Please retype, unchanged, each line from the top of the material below through the line where "MultiClusterService, if any." appears.
===== Recorded data =====
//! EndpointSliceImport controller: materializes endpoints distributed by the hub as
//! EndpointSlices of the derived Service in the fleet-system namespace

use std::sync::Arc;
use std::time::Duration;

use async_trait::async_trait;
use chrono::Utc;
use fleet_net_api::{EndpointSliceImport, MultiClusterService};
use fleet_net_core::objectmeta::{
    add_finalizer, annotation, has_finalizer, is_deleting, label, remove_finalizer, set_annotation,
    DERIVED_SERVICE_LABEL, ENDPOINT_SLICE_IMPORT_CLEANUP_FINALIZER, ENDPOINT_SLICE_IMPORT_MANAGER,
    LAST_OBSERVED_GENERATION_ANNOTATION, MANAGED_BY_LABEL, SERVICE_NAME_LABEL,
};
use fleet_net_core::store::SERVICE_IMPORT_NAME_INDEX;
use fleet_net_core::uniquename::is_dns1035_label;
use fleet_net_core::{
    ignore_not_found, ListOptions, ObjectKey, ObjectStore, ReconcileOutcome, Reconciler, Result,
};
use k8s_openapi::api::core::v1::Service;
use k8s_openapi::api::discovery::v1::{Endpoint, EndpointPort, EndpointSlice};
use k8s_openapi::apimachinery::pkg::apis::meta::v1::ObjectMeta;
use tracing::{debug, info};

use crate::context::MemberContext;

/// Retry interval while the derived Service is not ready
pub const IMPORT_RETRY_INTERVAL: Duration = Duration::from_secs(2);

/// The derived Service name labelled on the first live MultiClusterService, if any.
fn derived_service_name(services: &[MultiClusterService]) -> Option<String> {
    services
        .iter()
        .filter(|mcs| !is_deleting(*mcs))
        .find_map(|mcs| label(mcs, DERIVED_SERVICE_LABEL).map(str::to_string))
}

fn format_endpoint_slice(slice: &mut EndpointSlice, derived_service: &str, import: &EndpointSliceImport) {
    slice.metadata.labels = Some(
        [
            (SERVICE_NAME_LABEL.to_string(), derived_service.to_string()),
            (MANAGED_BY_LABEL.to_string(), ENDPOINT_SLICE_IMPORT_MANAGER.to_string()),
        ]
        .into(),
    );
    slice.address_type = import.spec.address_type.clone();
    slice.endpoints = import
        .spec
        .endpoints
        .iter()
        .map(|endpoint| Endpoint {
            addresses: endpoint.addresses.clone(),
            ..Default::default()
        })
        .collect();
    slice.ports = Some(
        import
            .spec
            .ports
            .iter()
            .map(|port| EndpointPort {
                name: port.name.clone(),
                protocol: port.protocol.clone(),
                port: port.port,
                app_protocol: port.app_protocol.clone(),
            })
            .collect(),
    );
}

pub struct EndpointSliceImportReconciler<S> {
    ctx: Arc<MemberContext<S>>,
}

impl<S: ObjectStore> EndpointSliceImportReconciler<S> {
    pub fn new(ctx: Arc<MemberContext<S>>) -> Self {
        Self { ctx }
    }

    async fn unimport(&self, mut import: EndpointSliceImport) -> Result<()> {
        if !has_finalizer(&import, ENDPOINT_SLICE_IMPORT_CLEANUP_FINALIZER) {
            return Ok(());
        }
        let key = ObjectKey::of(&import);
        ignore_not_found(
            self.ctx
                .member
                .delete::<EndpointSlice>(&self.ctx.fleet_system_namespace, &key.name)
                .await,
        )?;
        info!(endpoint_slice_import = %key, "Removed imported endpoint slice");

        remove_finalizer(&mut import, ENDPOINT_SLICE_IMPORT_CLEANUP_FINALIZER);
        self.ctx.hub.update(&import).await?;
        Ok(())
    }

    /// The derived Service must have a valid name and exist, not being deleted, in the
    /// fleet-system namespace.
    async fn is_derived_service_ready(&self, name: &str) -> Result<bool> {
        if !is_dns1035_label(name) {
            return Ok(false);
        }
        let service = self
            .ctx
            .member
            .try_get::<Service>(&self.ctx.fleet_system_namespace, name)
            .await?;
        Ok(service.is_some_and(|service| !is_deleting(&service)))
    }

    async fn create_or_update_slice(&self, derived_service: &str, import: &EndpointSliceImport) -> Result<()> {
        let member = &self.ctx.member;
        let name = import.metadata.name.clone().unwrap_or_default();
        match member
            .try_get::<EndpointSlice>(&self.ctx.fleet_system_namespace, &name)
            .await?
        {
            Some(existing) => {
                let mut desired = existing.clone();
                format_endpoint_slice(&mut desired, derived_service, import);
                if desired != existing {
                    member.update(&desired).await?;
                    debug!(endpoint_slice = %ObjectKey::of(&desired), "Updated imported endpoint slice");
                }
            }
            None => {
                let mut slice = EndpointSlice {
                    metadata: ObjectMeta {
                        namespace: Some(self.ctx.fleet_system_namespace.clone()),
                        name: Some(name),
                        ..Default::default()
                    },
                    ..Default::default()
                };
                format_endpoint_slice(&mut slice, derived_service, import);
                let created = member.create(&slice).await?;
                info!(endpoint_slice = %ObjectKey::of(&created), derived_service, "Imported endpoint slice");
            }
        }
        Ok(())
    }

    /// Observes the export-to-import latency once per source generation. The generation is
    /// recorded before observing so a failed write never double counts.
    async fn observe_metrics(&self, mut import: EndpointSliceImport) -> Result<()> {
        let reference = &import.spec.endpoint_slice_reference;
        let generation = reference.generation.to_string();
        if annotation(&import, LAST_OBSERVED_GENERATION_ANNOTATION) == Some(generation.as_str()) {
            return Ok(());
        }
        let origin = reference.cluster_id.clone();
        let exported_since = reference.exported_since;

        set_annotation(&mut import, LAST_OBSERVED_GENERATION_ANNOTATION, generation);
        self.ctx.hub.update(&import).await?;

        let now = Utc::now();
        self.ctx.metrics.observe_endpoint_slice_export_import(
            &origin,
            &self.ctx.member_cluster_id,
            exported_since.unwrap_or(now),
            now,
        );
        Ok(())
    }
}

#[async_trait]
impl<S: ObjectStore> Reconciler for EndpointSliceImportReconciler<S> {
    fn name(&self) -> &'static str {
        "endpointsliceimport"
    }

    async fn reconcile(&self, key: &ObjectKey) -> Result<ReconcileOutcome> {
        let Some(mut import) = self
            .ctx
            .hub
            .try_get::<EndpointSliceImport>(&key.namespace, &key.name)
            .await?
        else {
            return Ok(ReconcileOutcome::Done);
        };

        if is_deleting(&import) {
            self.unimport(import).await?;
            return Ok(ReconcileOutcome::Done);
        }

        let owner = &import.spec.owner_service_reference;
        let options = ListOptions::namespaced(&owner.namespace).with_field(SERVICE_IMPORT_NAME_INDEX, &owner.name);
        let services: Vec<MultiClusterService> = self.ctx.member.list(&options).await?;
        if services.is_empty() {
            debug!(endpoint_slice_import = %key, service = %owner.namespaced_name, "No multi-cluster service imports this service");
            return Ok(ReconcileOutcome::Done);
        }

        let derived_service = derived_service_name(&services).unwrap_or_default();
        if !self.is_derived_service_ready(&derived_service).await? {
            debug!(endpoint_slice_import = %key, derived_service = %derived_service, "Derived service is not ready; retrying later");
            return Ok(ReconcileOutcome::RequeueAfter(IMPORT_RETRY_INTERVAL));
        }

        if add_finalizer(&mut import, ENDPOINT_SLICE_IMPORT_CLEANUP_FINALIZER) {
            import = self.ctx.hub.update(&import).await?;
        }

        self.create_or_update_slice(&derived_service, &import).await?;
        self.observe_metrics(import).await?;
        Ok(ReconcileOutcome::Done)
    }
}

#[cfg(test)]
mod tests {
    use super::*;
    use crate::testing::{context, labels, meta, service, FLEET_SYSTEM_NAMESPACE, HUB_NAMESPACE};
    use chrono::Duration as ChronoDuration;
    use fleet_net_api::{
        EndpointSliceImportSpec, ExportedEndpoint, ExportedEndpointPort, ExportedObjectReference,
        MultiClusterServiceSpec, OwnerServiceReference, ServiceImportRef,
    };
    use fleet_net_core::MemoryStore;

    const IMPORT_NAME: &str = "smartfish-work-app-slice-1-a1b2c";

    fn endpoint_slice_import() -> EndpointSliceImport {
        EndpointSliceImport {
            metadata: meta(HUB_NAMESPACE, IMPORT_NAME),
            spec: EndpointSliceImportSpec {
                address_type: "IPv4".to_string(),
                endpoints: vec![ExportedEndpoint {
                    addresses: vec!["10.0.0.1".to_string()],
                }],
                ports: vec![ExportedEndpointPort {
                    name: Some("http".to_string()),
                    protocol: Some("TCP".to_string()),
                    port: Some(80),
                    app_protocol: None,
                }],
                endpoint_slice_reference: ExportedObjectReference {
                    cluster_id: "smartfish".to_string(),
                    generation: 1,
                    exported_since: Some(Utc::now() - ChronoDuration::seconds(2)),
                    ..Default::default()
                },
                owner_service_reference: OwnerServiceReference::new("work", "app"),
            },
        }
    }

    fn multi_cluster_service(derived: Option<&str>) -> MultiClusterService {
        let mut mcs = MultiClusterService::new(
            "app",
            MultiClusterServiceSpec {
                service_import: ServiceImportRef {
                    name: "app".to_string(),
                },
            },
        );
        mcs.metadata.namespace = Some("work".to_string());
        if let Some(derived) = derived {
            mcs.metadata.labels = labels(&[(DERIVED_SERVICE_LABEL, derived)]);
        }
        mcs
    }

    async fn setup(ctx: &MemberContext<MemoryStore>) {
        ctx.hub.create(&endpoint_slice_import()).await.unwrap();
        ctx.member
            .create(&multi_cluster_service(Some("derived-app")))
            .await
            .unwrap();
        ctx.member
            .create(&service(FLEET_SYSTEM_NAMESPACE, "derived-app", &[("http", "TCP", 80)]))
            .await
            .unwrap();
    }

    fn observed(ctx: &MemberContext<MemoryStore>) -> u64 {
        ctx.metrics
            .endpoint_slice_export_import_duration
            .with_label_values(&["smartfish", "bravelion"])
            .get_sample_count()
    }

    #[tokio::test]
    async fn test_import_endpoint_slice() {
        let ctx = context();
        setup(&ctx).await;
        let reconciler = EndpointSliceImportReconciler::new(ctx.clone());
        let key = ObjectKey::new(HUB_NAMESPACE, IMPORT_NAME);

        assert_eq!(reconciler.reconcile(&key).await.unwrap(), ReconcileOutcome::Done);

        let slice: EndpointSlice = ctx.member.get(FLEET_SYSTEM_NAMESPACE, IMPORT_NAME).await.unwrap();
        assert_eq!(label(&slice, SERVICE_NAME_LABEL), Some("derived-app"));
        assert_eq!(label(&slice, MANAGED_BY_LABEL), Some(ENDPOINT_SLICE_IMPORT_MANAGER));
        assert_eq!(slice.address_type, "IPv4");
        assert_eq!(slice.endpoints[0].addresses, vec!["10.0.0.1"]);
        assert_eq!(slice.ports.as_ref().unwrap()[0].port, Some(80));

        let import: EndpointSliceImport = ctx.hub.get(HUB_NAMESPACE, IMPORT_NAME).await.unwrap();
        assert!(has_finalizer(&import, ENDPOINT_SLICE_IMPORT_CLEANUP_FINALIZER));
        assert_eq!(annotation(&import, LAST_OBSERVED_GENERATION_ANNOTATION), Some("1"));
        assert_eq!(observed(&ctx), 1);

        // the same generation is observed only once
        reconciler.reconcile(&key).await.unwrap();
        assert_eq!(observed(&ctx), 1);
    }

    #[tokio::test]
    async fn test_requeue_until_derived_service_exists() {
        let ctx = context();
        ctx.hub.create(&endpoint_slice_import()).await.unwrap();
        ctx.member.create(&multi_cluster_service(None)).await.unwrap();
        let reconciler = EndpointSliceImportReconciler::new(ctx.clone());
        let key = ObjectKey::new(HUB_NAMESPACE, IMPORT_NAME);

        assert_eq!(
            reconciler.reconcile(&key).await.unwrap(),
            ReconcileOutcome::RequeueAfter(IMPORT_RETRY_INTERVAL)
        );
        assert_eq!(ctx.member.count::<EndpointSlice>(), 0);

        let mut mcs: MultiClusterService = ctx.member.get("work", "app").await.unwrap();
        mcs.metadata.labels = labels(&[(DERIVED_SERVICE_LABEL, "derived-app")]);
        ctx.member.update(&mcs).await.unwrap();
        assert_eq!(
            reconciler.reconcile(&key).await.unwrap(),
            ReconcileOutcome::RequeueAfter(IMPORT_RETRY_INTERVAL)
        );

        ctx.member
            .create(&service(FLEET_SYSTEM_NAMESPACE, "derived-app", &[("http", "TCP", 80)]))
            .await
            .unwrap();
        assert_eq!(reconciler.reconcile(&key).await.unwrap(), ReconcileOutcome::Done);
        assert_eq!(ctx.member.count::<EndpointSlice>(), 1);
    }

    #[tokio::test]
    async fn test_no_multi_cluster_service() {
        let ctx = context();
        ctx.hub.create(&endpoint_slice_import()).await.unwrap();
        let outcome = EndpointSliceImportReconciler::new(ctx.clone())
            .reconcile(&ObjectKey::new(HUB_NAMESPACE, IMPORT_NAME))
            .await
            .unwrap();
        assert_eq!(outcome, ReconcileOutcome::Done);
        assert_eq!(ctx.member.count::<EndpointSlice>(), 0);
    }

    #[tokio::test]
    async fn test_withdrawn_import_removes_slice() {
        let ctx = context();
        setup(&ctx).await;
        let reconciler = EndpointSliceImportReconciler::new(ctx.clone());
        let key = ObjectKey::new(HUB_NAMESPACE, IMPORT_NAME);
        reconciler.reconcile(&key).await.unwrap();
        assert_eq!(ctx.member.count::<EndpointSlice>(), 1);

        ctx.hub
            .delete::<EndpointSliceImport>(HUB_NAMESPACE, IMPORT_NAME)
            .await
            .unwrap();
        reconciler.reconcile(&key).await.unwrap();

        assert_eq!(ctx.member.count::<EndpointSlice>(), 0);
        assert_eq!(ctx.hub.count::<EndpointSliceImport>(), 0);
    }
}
=====
* **Answer space**
//! EndpointSliceImport controller: materializes endpoints distributed by the hub as
//! EndpointSlices of the derived Service in the fleet-system namespace

use std::sync::Arc;
use std::time::Duration;

use async_trait::async_trait;
use chrono::Utc;
use fleet_net_api::{EndpointSliceImport, MultiClusterService};
use fleet_net_core::objectmeta::{
    add_finalizer, annotation, has_finalizer, is_deleting, label, remove_finalizer, set_annotation,
    DERIVED_SERVICE_LABEL, ENDPOINT_SLICE_IMPORT_CLEANUP_FINALIZER, ENDPOINT_SLICE_IMPORT_MANAGER,
    LAST_OBSERVED_GENERATION_ANNOTATION, MANAGED_BY_LABEL, SERVICE_NAME_LABEL,
};
use fleet_net_core::store::SERVICE_IMPORT_NAME_INDEX;
use fleet_net_core::uniquename::is_dns1035_label;
use fleet_net_core::{
    ignore_not_found, ListOptions, ObjectKey, ObjectStore, ReconcileOutcome, Reconciler, Result,
};
use k8s_openapi::api::core::v1::Service;
use k8s_openapi::api::discovery::v1::{Endpoint, EndpointPort, EndpointSlice};
use k8s_openapi::apimachinery::pkg::apis::meta::v1::ObjectMeta;
use tracing::{debug, info};

use crate::context::MemberContext;

/// Retry interval while the derived Service is not ready
pub const IMPORT_RETRY_INTERVAL: Duration = Duration::from_secs(2);

/// The derived Service name labelled on the first live MultiClusterService, if any.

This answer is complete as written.